After you have cloned VoroCrust and before you build the code, you will need to create a build directory. CMake based projects should never be built from inside the source directory because the CMake tool generates a fair amount of project files, etc. that can easily pollute the source directory and make it difficult to sort out the generated files that you do not want committed to your project from the project files that do belong.
So we need to create our build directory. The build directory can be anywhere on your computer as you will typically run CMake from inside the build directory while pointing the tool back to the location of the source directory. CMake recommends creating a directory in parallel the source directory using a naming scheme something like <source directory>-build.
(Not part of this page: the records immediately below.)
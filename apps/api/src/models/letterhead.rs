use serde::{Deserialize, Serialize};

use crate::models::present;

pub const DEFAULT_COMPANY_NAME: &str = "TRIOSTACK TECHNOLOGIES PRIVATE LIMITED";
pub const DEFAULT_REGISTRATION_LABEL: &str = "CIN";
pub const DEFAULT_REGISTRATION_ID: &str = "U62012UP2025PTC226106";
pub const DEFAULT_PHONE: &str = "+91 9211941924";
pub const DEFAULT_WEBSITE: &str = "www.triostack.in";
pub const DEFAULT_EMAIL: &str = "info@triostack.in";
pub const DEFAULT_ADDRESS: &str = "IIMT LBF, Plot No. 19, 20, near IIMT Group of Colleges, \
    Knowledge Park III, Greater Noida, Uttar Pradesh 201310";

/// Fixed header block printed at the top of every generated document.
///
/// Optional fields that are absent or blank are left out of the rendered block.
#[derive(Debug, Clone, PartialEq, Serialize, Deserialize)]
#[serde(rename_all = "camelCase")]
pub struct Letterhead {
    pub company_name: String,
    #[serde(default = "default_registration_label")]
    pub registration_label: String,
    #[serde(default)]
    pub registration_id: Option<String>,
    #[serde(default)]
    pub phone: Option<String>,
    #[serde(default)]
    pub website: Option<String>,
    #[serde(default)]
    pub email: Option<String>,
    #[serde(default)]
    pub address: Option<String>,
}

/// A `label: value` pair rendered with a bold label.
#[derive(Debug, Clone, Copy, PartialEq, Eq)]
pub struct LabeledField<'a> {
    pub label: &'a str,
    pub value: &'a str,
}

fn default_registration_label() -> String {
    DEFAULT_REGISTRATION_LABEL.to_string()
}

impl Default for Letterhead {
    fn default() -> Self {
        Self {
            company_name: DEFAULT_COMPANY_NAME.to_string(),
            registration_label: default_registration_label(),
            registration_id: Some(DEFAULT_REGISTRATION_ID.to_string()),
            phone: Some(DEFAULT_PHONE.to_string()),
            website: Some(DEFAULT_WEBSITE.to_string()),
            email: Some(DEFAULT_EMAIL.to_string()),
            address: Some(DEFAULT_ADDRESS.to_string()),
        }
    }
}

impl Letterhead {
    /// Registration id, phone and website, in that order, skipping absent ones.
    pub fn primary_details(&self) -> Vec<LabeledField<'_>> {
        [
            (self.registration_label.trim(), present(&self.registration_id)),
            ("Phone", present(&self.phone)),
            ("Website", present(&self.website)),
        ]
        .into_iter()
        .filter_map(|(label, value)| value.map(|value| LabeledField { label, value }))
        .collect()
    }

    /// Company name, or `None` when it is blank.
    pub fn company_name(&self) -> Option<&str> {
        Some(self.company_name.trim()).filter(|name| !name.is_empty())
    }

    pub fn email(&self) -> Option<&str> {
        present(&self.email)
    }

    pub fn address(&self) -> Option<&str> {
        present(&self.address)
    }
}

#[cfg(test)]
mod tests {
    use super::*;

    #[test]
    fn test_default_letterhead_has_all_primary_details() {
        let letterhead = Letterhead::default();
        let labels: Vec<&str> = letterhead
            .primary_details()
            .iter()
            .map(|f| f.label)
            .collect();
        assert_eq!(labels, vec!["CIN", "Phone", "Website"]);
    }

    #[test]
    fn test_blank_fields_are_skipped() {
        let letterhead = Letterhead {
            phone: Some("   ".to_string()),
            website: None,
            email: Some(String::new()),
            ..Letterhead::default()
        };
        let details = letterhead.primary_details();
        assert_eq!(details.len(), 1);
        assert_eq!(details[0].value, DEFAULT_REGISTRATION_ID);
        assert!(letterhead.email().is_none());
    }

    #[test]
    fn test_deserializes_camel_case_with_defaults() {
        let json = r#"{"companyName": "Acme Ltd", "registrationId": "REG-1"}"#;
        let letterhead: Letterhead = serde_json::from_str(json).unwrap();
        assert_eq!(letterhead.company_name, "Acme Ltd");
        assert_eq!(letterhead.registration_label, "CIN");
        assert_eq!(letterhead.primary_details().len(), 1);
        assert!(letterhead.address().is_none());
    }

    #[test]
    fn test_blank_company_name_is_absent() {
        let letterhead = Letterhead {
            company_name: "  ".to_string(),
            ..Letterhead::default()
        };
        assert_eq!(letterhead.company_name(), None);
        assert_eq!(
            Letterhead::default().company_name(),
            Some(DEFAULT_COMPANY_NAME)
        );
    }
}
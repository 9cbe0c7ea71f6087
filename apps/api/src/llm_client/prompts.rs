// Shared prompt fragments and template filling.
// Each service that needs LLM calls defines its own prompts.rs alongside it.
// This file contains cross-cutting pieces.

/// Output-format instruction appended to every drafting prompt. The document
/// renderer recognises ALL CAPS lines as headings and blank lines as paragraph
/// breaks, so the model is asked to produce exactly that.
pub const PLAIN_TEXT_FORMAT_INSTRUCTION: &str = "\
    FORMAT: Respond in plain text only. Put each section heading on its own line \
    in ALL CAPS. Separate paragraphs with a single blank line. \
    Do NOT use markdown (no #, no **, no tables). \
    Do NOT add any commentary before or after the document.";

/// Fills `{key}` placeholders in a single pass.
///
/// Substituted values are never re-scanned, so user input containing `{...}`
/// is inserted verbatim. Unknown placeholders are left as-is.
pub fn render_template(template: &str, values: &[(&str, &str)]) -> String {
    let mut out = String::with_capacity(template.len());
    let mut rest = template;

    while let Some(open) = rest.find('{') {
        out.push_str(&rest[..open]);
        let after_open = &rest[open + 1..];
        let substituted = after_open.find('}').and_then(|close| {
            let key = &after_open[..close];
            values
                .iter()
                .find(|(k, _)| *k == key)
                .map(|(_, v)| (close, *v))
        });
        match substituted {
            Some((close, value)) => {
                out.push_str(value);
                rest = &after_open[close + 1..];
            }
            None => {
                out.push('{');
                rest = after_open;
            }
        }
    }
    out.push_str(rest);
    out
}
In VoroCrust, we typically just create a directory called “build” in our VoroCrust tree. The advantage of this is that at the command line, if your shell is configured to display it, you can see what topic-branch you are building from which is useful. VoroCrust is also set up so that git will ignore anything in a directory named “build” so we have a lower chance of accidentally committing build artifacts into the repository.
When you create your build directory, the directory structure will look something like the diagram to the right.
For example, if we cloned VoroCrust into the directory $HOME/VoroCrust/vorocrust-meshing, then we can create our build directory using the following commands:
$ cd $HOME/VoroCrust/vorocrust-meshing $ mkdir build $ cd build
This will create our build directory and set our current directory to the build dir.